I have received a few awards at my school (High honor roll, Student Athlete award, Grit Award, All-Conference Academic).
I’m White. Male. Income: ~200,000. My parents will pay as much as needed but of course scholarships are good.
I live in Illinois, Suburbs of Chicago. Most kids at my school don’t go to good colleges. Usually 1/2 people go to an Ivy/highly selective school a year.

I’m trying to find a balanced lists of schools to apply to. I’ll probably apply to around 10 schools.

WashU-ED
Vanderbilt-ED obviously only applying to one of these two ED
Case Western Reserve-EA
Haverford College-EDII if the previous don’t go my way
Hillsdale College-RD
UW-Madison-RD
Miami University (Ohio)-RD
UofRochester-RD
Carleton College-RD
Rice University-RD
Tulane University-EA
Brown University (I can dream can’t I)-RD

I would look at the details of each school’s ED/EA policy in detail. Planning to apply to 4 or 5 schools early may put you in a sticky situation, especially since it looks like you are a (fairly to very) good stat match for each of the schools on your list.
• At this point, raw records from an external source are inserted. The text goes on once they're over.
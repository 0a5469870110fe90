//! Result slot aggregate - states and transitions.

pub mod state;
pub mod transitions;

pub use state::*;
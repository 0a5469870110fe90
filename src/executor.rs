//! Single-request executor.
//!
//! Drives one request from dispatch to a terminal slot state. Every failure
//! is converted into a slot state here; nothing propagates past an executor.

use metrics::histogram;

use crate::classify::BodyMode;
use crate::domain::slot::{Pending, ResultSlot, SlotCompletion, SlotStateFilter};
use crate::http::{FORM_CONTENT_TYPE, HttpClient};
use crate::metrics::REQUEST_DURATION_SECONDS;
use crate::presentation::{Presentation, SlotHandle, SlotUpdate};

/// The HTTP call an executor performs for its descriptor.
#[derive(Debug, Clone, PartialEq, Eq)]
pub enum RequestKind {
    /// GET the descriptor's URI; successful bodies are classified
    Get,
    /// POST an already URL-encoded form body; successful bodies are kept as raw text
    PostForm { body: String },
}

impl RequestKind {
    pub fn method(&self) -> &'static str {
        match self {
            RequestKind::Get => "GET",
            RequestKind::PostForm { .. } => "POST",
        }
    }

    fn body_mode(&self) -> BodyMode {
        match self {
            RequestKind::Get => BodyMode::Classify,
            RequestKind::PostForm { .. } => BodyMode::Text,
        }
    }
}

/// Perform the request bound to `slot` and finalize it.
///
/// Always returns a terminal state: `Success` for 2xx, `HttpError` for any
/// other status, `NetworkError` when no response was obtained.
#[tracing::instrument(
    skip(client, kind, slot),
    fields(slot_id = %slot.data.id, uri = %slot.data.descriptor.uri, method = kind.method())
)]
pub async fn execute<H: HttpClient>(client: &H, kind: &RequestKind, slot: ResultSlot<Pending>) -> SlotCompletion {
    let started = tokio::time::Instant::now();
    let uri = slot.data.descriptor.uri.clone();

    let outcome = match kind {
        RequestKind::Get => client.get(&uri).await,
        RequestKind::PostForm { body } => client.post(&uri, FORM_CONTENT_TYPE, body.clone()).await,
    };

    let completion = slot.complete(outcome, kind.body_mode());
    let elapsed = started.elapsed();
    histogram!(REQUEST_DURATION_SECONDS, "outcome" => completion.state().as_str())
        .record(elapsed.as_secs_f64());

    match &completion {
        SlotCompletion::Success(s) => tracing::info!(
            status = s.state.status_code,
            elapsed_ms = elapsed.as_millis() as u64,
            "Request succeeded"
        ),
        SlotCompletion::HttpError(s) => tracing::warn!(
            status = s.state.status_code,
            status_text = %s.state.status_text,
            elapsed_ms = elapsed.as_millis() as u64,
            "Server answered with an error status"
        ),
        SlotCompletion::NetworkError(s) => tracing::warn!(
            error = %s.state.error_message,
            elapsed_ms = elapsed.as_millis() as u64,
            "No response obtained"
        ),
    }

    completion
}

/// Execute and publish the terminal state to the presentation.
///
/// Returns the terminal state reached and what the presentation did with it.
pub async fn execute_into<H, P>(
    client: &H,
    kind: &RequestKind,
    slot: ResultSlot<Pending>,
    handle: SlotHandle,
    presentation: &P,
) -> (SlotStateFilter, SlotUpdate)
where
    H: HttpClient,
    P: Presentation + ?Sized,
{
    let completion = execute(client, kind, slot).await;
    let state = completion.state();
    let update = presentation.update_slot(handle, completion.into());
    (state, update)
}
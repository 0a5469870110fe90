//! HTTP client abstraction for probing the target server.
//!
//! This module defines the `HttpClient` trait to abstract request execution,
//! enabling testability with mock implementations.

use async_trait::async_trait;
use bytes::Bytes;
use reqwest::StatusCode;

use crate::error::Result;

mod client;
mod mock;

pub use client::ReqwestHttpClient;
pub use mock::{MockCall, MockHttpClient};

/// Content type sent by the form submission flow.
pub const FORM_CONTENT_TYPE: &str = "application/x-www-form-urlencoded";

/// A fully buffered HTTP response.
#[derive(Debug, Clone, PartialEq, Eq)]
pub struct HttpResponse {
    /// HTTP status code
    pub status: u16,
    /// Reason phrase for the status (e.g. "Not Found")
    pub status_text: String,
    /// Declared `Content-Type` header, if any
    pub content_type: Option<String>,
    /// Raw response body
    pub body: Bytes,
}

impl HttpResponse {
    /// Build a response with the canonical reason phrase for `status`.
    pub fn new(status: u16, body: impl Into<Bytes>) -> Self {
        Self {
            status,
            status_text: reason_phrase(status),
            content_type: None,
            body: body.into(),
        }
    }

    pub fn with_content_type(mut self, content_type: impl Into<String>) -> Self {
        self.content_type = Some(content_type.into());
        self
    }

    /// True for the 2xx class.
    pub fn is_success(&self) -> bool {
        (200..300).contains(&self.status)
    }
}

/// Canonical reason phrase for a status code, or an empty string if unknown.
pub fn reason_phrase(status: u16) -> String {
    StatusCode::from_u16(status)
        .ok()
        .and_then(|s| s.canonical_reason())
        .unwrap_or_default()
        .to_string()
}

/// Trait for executing HTTP requests.
///
/// Any response, whatever its status code, is `Ok`. `Err` means no response
/// could be obtained (DNS, connection refused, timeout, broken body).
#[async_trait]
pub trait HttpClient: Send + Sync + Clone {
    /// Issue a GET request.
    async fn get(&self, uri: &str) -> Result<HttpResponse>;

    /// Issue a POST request with an explicit content type and body.
    async fn post(&self, uri: &str, content_type: &str, body: String) -> Result<HttpResponse>;
}
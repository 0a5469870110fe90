//! Rendered response payloads.

use bytes::Bytes;
use serde::Serialize;
use uuid::Uuid;

/// How a response body is displayed.
#[derive(Debug, Clone, PartialEq, Eq, Serialize)]
#[serde(tag = "kind", content = "content", rename_all = "lowercase")]
pub enum RenderedContent {
    /// Body decoded as text
    Text(String),
    /// Body kept as a displayable image
    Binary(ImageHandle),
}

impl RenderedContent {
    pub fn as_text(&self) -> Option<&str> {
        match self {
            RenderedContent::Text(text) => Some(text),
            RenderedContent::Binary(_) => None,
        }
    }

    pub fn as_image(&self) -> Option<&ImageHandle> {
        match self {
            RenderedContent::Text(_) => None,
            RenderedContent::Binary(image) => Some(image),
        }
    }
}

/// Image payload plus a `blob:` display URL.
///
/// The URL plays the role of a browser object URL: it names the bytes for as
/// long as the rendered result lives and is never revoked.
#[derive(Debug, Clone, PartialEq, Eq, Serialize)]
pub struct ImageHandle {
    /// MIME essence, e.g. `image/png`
    pub mime: String,
    /// Display URL, unique per handle
    pub url: String,
    /// Size of the payload in bytes
    pub len: usize,
    #[serde(skip_serializing)]
    pub bytes: Bytes,
}

impl ImageHandle {
    pub fn new(mime: impl Into<String>, bytes: Bytes) -> Self {
        Self {
            mime: mime.into(),
            url: format!("blob:volley/{}", Uuid::new_v4()),
            len: bytes.len(),
            bytes,
        }
    }
}
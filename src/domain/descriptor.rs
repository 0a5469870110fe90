//! Request descriptors and the identifiers used to track slots and batches.

use serde::{Deserialize, Serialize};
use uuid::Uuid;

use crate::error::VolleyError;

/// What to fetch, plus a human-readable category label for display.
///
/// Descriptors are immutable once created; a batch consumes its descriptors
/// and each one ends up paired with exactly one result slot.
#[derive(Debug, Clone, PartialEq, Eq, Hash, Serialize, Deserialize)]
pub struct RequestDescriptor {
    /// Target URI, either absolute or relative to the configured base URL
    pub uri: String,
    /// Display label (e.g. "Slow (CGI)")
    pub label: String,
}

impl RequestDescriptor {
    pub fn new(uri: impl Into<String>, label: impl Into<String>) -> Self {
        Self {
            uri: uri.into(),
            label: label.into(),
        }
    }
}

/// Parses `URI` or `URI,LABEL`. A missing label defaults to `GET`.
impl std::str::FromStr for RequestDescriptor {
    type Err = VolleyError;

    fn from_str(s: &str) -> Result<Self, Self::Err> {
        let (uri, label) = match s.split_once(',') {
            Some((uri, label)) => (uri.trim(), label.trim()),
            None => (s.trim(), "GET"),
        };

        if uri.is_empty() {
            return Err(VolleyError::InvalidUri(s.to_string()));
        }

        Ok(RequestDescriptor::new(uri, label))
    }
}

/// Unique identifier for a result slot.
#[derive(Debug, Clone, Copy, PartialEq, Eq, Hash, Serialize)]
#[serde(transparent)]
pub struct SlotId(pub Uuid);

impl SlotId {
    pub fn new() -> Self {
        SlotId(Uuid::new_v4())
    }
}

impl Default for SlotId {
    fn default() -> Self {
        Self::new()
    }
}

impl std::fmt::Display for SlotId {
    fn fmt(&self, f: &mut std::fmt::Formatter<'_>) -> std::fmt::Result {
        // Display only first 8 characters for readability in logs
        write!(f, "{}", &self.0.to_string()[..8])
    }
}

impl From<Uuid> for SlotId {
    fn from(uuid: Uuid) -> Self {
        SlotId(uuid)
    }
}

impl std::ops::Deref for SlotId {
    type Target = Uuid;
    fn deref(&self) -> &Self::Target {
        &self.0
    }
}

/// Batch generation counter.
///
/// Every clear of the presentation starts a new generation. Slot handles
/// remember the generation they were created in, so writes from a batch that
/// has since been reset can be recognised and dropped.
#[derive(Debug, Clone, Copy, Default, PartialEq, Eq, PartialOrd, Ord, Hash, Serialize)]
#[serde(transparent)]
pub struct Generation(pub u64);

impl Generation {
    pub fn next(self) -> Self {
        Generation(self.0 + 1)
    }
}

impl std::fmt::Display for Generation {
    fn fmt(&self, f: &mut std::fmt::Formatter<'_>) -> std::fmt::Result {
        write!(f, "{}", self.0)
    }
}
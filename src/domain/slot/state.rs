//! Result slot states.
//!
//! This module defines the per-request slot lifecycle using the typestate pattern.
//! A slot starts `Pending` and moves to exactly one terminal state.

use chrono::{DateTime, Utc};
use serde::{Deserialize, Serialize};

use crate::domain::content::RenderedContent;
use crate::domain::descriptor::{RequestDescriptor, SlotId};

/// State name for filtering and display.
#[derive(Debug, Clone, Copy, PartialEq, Eq, Hash, Serialize, Deserialize)]
#[serde(rename_all = "snake_case")]
pub enum SlotStateFilter {
    Pending,
    Success,
    HttpError,
    NetworkError,
}

impl SlotStateFilter {
    pub fn as_str(&self) -> &'static str {
        match self {
            SlotStateFilter::Pending => "pending",
            SlotStateFilter::Success => "success",
            SlotStateFilter::HttpError => "http_error",
            SlotStateFilter::NetworkError => "network_error",
        }
    }
}

impl std::fmt::Display for SlotStateFilter {
    fn fmt(&self, f: &mut std::fmt::Formatter<'_>) -> std::fmt::Result {
        f.write_str(self.as_str())
    }
}

/// Marker trait for valid slot states.
pub trait SlotState: Send + Sync {}

/// A per-request presentation unit.
///
/// The generic parameter `T` is the current state. Transitions consume
/// `ResultSlot<Pending>`, so a slot can be finalized at most once.
#[derive(Debug, Clone, Serialize)]
pub struct ResultSlot<T: SlotState> {
    /// The current state of the slot.
    pub state: T,
    /// Identity and request data, fixed at creation.
    pub data: SlotData,
}

/// Immutable slot data.
#[derive(Debug, Clone, PartialEq, Eq, Serialize)]
pub struct SlotData {
    pub id: SlotId,
    /// Position in the batch (display order)
    pub position: usize,
    pub descriptor: RequestDescriptor,
}

// ============================================================================
// Slot States
// ============================================================================

/// Request dispatched, no outcome yet.
#[derive(Debug, Clone, Serialize)]
pub struct Pending {
    pub created_at: DateTime<Utc>,
}

impl SlotState for Pending {}

/// Response received with a 2xx status.
#[derive(Debug, Clone, Serialize)]
pub struct Success {
    pub created_at: DateTime<Utc>,
    pub completed_at: DateTime<Utc>,
    pub status_code: u16,
    pub status_text: String,
    pub body: RenderedContent,
}

impl SlotState for Success {}

/// Response received with a non-2xx status. The body is kept as text.
#[derive(Debug, Clone, Serialize)]
pub struct HttpError {
    pub created_at: DateTime<Utc>,
    pub completed_at: DateTime<Utc>,
    pub status_code: u16,
    pub status_text: String,
    pub body: String,
}

impl SlotState for HttpError {}

/// No response could be obtained.
#[derive(Debug, Clone, Serialize)]
pub struct NetworkError {
    pub created_at: DateTime<Utc>,
    pub completed_at: DateTime<Utc>,
    pub error_message: String,
}

impl SlotState for NetworkError {}

// ============================================================================
// Unified Slot Representation
// ============================================================================

/// Outcome of executing a pending slot.
///
/// Only terminal states are representable here, which is what lets the
/// executor promise exactly one terminal transition per run.
#[derive(Debug, Clone)]
pub enum SlotCompletion {
    Success(ResultSlot<Success>),
    HttpError(ResultSlot<HttpError>),
    NetworkError(ResultSlot<NetworkError>),
}

impl SlotCompletion {
    pub fn state(&self) -> SlotStateFilter {
        match self {
            SlotCompletion::Success(_) => SlotStateFilter::Success,
            SlotCompletion::HttpError(_) => SlotStateFilter::HttpError,
            SlotCompletion::NetworkError(_) => SlotStateFilter::NetworkError,
        }
    }
}

/// Enum that can hold a slot in any state.
///
/// This is what the presentation layer stores, so it can handle slots
/// uniformly regardless of their current state.
#[derive(Debug, Clone, Serialize)]
#[serde(tag = "state", content = "slot", rename_all = "snake_case")]
pub enum AnySlot {
    Pending(ResultSlot<Pending>),
    Success(ResultSlot<Success>),
    HttpError(ResultSlot<HttpError>),
    NetworkError(ResultSlot<NetworkError>),
}

impl AnySlot {
    pub fn data(&self) -> &SlotData {
        match self {
            AnySlot::Pending(s) => &s.data,
            AnySlot::Success(s) => &s.data,
            AnySlot::HttpError(s) => &s.data,
            AnySlot::NetworkError(s) => &s.data,
        }
    }

    pub fn id(&self) -> SlotId {
        self.data().id
    }

    pub fn position(&self) -> usize {
        self.data().position
    }

    pub fn descriptor(&self) -> &RequestDescriptor {
        &self.data().descriptor
    }

    pub fn state(&self) -> SlotStateFilter {
        match self {
            AnySlot::Pending(_) => SlotStateFilter::Pending,
            AnySlot::Success(_) => SlotStateFilter::Success,
            AnySlot::HttpError(_) => SlotStateFilter::HttpError,
            AnySlot::NetworkError(_) => SlotStateFilter::NetworkError,
        }
    }

    pub fn created_at(&self) -> DateTime<Utc> {
        match self {
            AnySlot::Pending(s) => s.state.created_at,
            AnySlot::Success(s) => s.state.created_at,
            AnySlot::HttpError(s) => s.state.created_at,
            AnySlot::NetworkError(s) => s.state.created_at,
        }
    }

    pub fn completed_at(&self) -> Option<DateTime<Utc>> {
        match self {
            AnySlot::Pending(_) => None,
            AnySlot::Success(s) => Some(s.state.completed_at),
            AnySlot::HttpError(s) => Some(s.state.completed_at),
            AnySlot::NetworkError(s) => Some(s.state.completed_at),
        }
    }

    pub fn status_code(&self) -> Option<u16> {
        match self {
            AnySlot::Success(s) => Some(s.state.status_code),
            AnySlot::HttpError(s) => Some(s.state.status_code),
            AnySlot::Pending(_) | AnySlot::NetworkError(_) => None,
        }
    }

    pub fn status_text(&self) -> Option<&str> {
        match self {
            AnySlot::Success(s) => Some(&s.state.status_text),
            AnySlot::HttpError(s) => Some(&s.state.status_text),
            AnySlot::Pending(_) | AnySlot::NetworkError(_) => None,
        }
    }

    /// Rendered body of a successful slot.
    pub fn body(&self) -> Option<&RenderedContent> {
        match self {
            AnySlot::Success(s) => Some(&s.state.body),
            _ => None,
        }
    }

    /// Diagnostic body text of an HTTP error slot.
    pub fn error_body(&self) -> Option<&str> {
        match self {
            AnySlot::HttpError(s) => Some(&s.state.body),
            _ => None,
        }
    }

    pub fn error_message(&self) -> Option<&str> {
        match self {
            AnySlot::NetworkError(s) => Some(&s.state.error_message),
            _ => None,
        }
    }

    pub fn is_pending(&self) -> bool {
        matches!(self, AnySlot::Pending(_))
    }

    /// Check if this slot is in a terminal state (Success, HttpError or NetworkError).
    pub fn is_terminal(&self) -> bool {
        !self.is_pending()
    }

    pub fn is_error(&self) -> bool {
        matches!(self, AnySlot::HttpError(_) | AnySlot::NetworkError(_))
    }
}

// Conversion traits for going from typed ResultSlot to AnySlot

impl From<ResultSlot<Pending>> for AnySlot {
    fn from(s: ResultSlot<Pending>) -> Self {
        AnySlot::Pending(s)
    }
}

impl From<ResultSlot<Success>> for AnySlot {
    fn from(s: ResultSlot<Success>) -> Self {
        AnySlot::Success(s)
    }
}

impl From<ResultSlot<HttpError>> for AnySlot {
    fn from(s: ResultSlot<HttpError>) -> Self {
        AnySlot::HttpError(s)
    }
}

impl From<ResultSlot<NetworkError>> for AnySlot {
    fn from(s: ResultSlot<NetworkError>) -> Self {
        AnySlot::NetworkError(s)
    }
}

impl From<SlotCompletion> for AnySlot {
    fn from(completion: SlotCompletion) -> Self {
        match completion {
            SlotCompletion::Success(s) => AnySlot::Success(s),
            SlotCompletion::HttpError(s) => AnySlot::HttpError(s),
            SlotCompletion::NetworkError(s) => AnySlot::NetworkError(s),
        }
    }
}
//! Interactive HTTP probe harness.
//!
//! Fires requests against a target server and renders each outcome (text,
//! image, HTTP error or network error) into a presentation. A batch launches
//! every request at once; each result slot is finalized independently, in
//! whatever order the responses arrive, while the display keeps launch order.
//!
//! ```ignore
//! let client = Arc::new(ReqwestHttpClient::from_config(&config)?);
//! let board = Arc::new(SlotBoard::new());
//! let dispatcher = BatchDispatcher::new(client, board.clone());
//! dispatcher.launch_batch(config.demo_batch.clone());
//! dispatcher.wait_idle().await;
//! ```

pub mod classify;
pub mod config;
pub mod dispatcher;
pub mod domain;
pub mod error;
pub mod executor;
pub mod http;
pub mod metrics;
pub mod presentation;
pub mod render;
pub mod single;

// Re-export commonly used types
pub use classify::{BodyMode, classify};
pub use config::HarnessConfig;
pub use dispatcher::{BatchDispatcher, BatchLaunch, DispatcherStats};
pub use domain::content::{ImageHandle, RenderedContent};
pub use domain::descriptor::{Generation, RequestDescriptor, SlotId};
pub use domain::slot::{AnySlot, ResultSlot, SlotCompletion, SlotStateFilter};
pub use error::{Result, VolleyError};
pub use executor::RequestKind;
pub use http::{HttpClient, HttpResponse, MockHttpClient, ReqwestHttpClient};
pub use presentation::{BoardEvent, Presentation, SlotBoard, SlotHandle, SlotUpdate};
pub use single::SingleShot;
As long as he only EDs to one, that is fine. This list seems like it varies a lot. Hillsdale & Carleton seem like outliers.

Congrats on your hard work and success! Your ED plan looks good, and you have a nice group of schools on your list. I think your stats/grades/etc make you a serious, well qualified applicant at all these schools. I think ten is a good number given where you are looking, and maybe that won’t be necessary with an early acceptance, which is certainly possible given your list. Here are some thoughts:

Do you get in-state at Wisconsin? It’ll be expensive if not, but I don’t know how reciprocity works in that region.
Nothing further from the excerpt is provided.